[Data Boundary: Start]

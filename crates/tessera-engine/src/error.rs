use crate::scene::ObjectId;
use crate::transform::NodeId;

/// Failures reported by the transform tree, the scene and matrix algebra.
#[derive(Debug, Clone, PartialEq, thiserror::Error)]
pub enum SceneError {
    /// A matrix with a zero determinant was inverted, typically a world
    /// transform that collapses an axis.
    #[error("matrix is singular (determinant {determinant}) and has no inverse")]
    SingularMatrix { determinant: f32 },

    #[error("vertex index {index} is out of range for a polygon with {len} vertices")]
    VertexOutOfRange { index: usize, len: usize },

    #[error("attaching {child} under {parent} would introduce a cycle")]
    WouldCycle { parent: NodeId, child: NodeId },

    #[error("{child} is not a child of {parent}")]
    NotAChild { parent: NodeId, child: NodeId },

    #[error("transform node {0} does not exist")]
    StaleNode(NodeId),

    #[error("object {0} does not exist")]
    StaleObject(ObjectId),

    #[error("object {0} is not a composite")]
    NotAComposite(ObjectId),

    #[error("object {0} is a composite and has no geometry of its own")]
    NoGeometry(ObjectId),

    #[error("object {object} is not a member of composite {composite}")]
    NotAMember {
        composite: ObjectId,
        object: ObjectId,
    },

    #[error("the scene root cannot be moved or destroyed")]
    RootObject,
}

pub type Result<T> = std::result::Result<T, SceneError>;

[Data Boundary: End]

▶ _Instructions to follow_
Please give back only the lines starting with the one that contains "out of range" and ending with the last line of the listing, retyped exactly.

▶ _Response_
    #[error("vertex index {index} is out of range for a polygon with {len} vertices")]
    VertexOutOfRange { index: usize, len: usize },

    #[error("attaching {child} under {parent} would introduce a cycle")]
    WouldCycle { parent: NodeId, child: NodeId },

    #[error("{child} is not a child of {parent}")]
    NotAChild { parent: NodeId, child: NodeId },

    #[error("transform node {0} does not exist")]
    StaleNode(NodeId),

    #[error("object {0} does not exist")]
    StaleObject(ObjectId),

    #[error("object {0} is not a composite")]
    NotAComposite(ObjectId),

    #[error("object {0} is a composite and has no geometry of its own")]
    NoGeometry(ObjectId),

    #[error("object {object} is not a member of composite {composite}")]
    NotAMember {
        composite: ObjectId,
        object: ObjectId,
    },

    #[error("the scene root cannot be moved or destroyed")]
    RootObject,
}

pub type Result<T> = std::result::Result<T, SceneError>;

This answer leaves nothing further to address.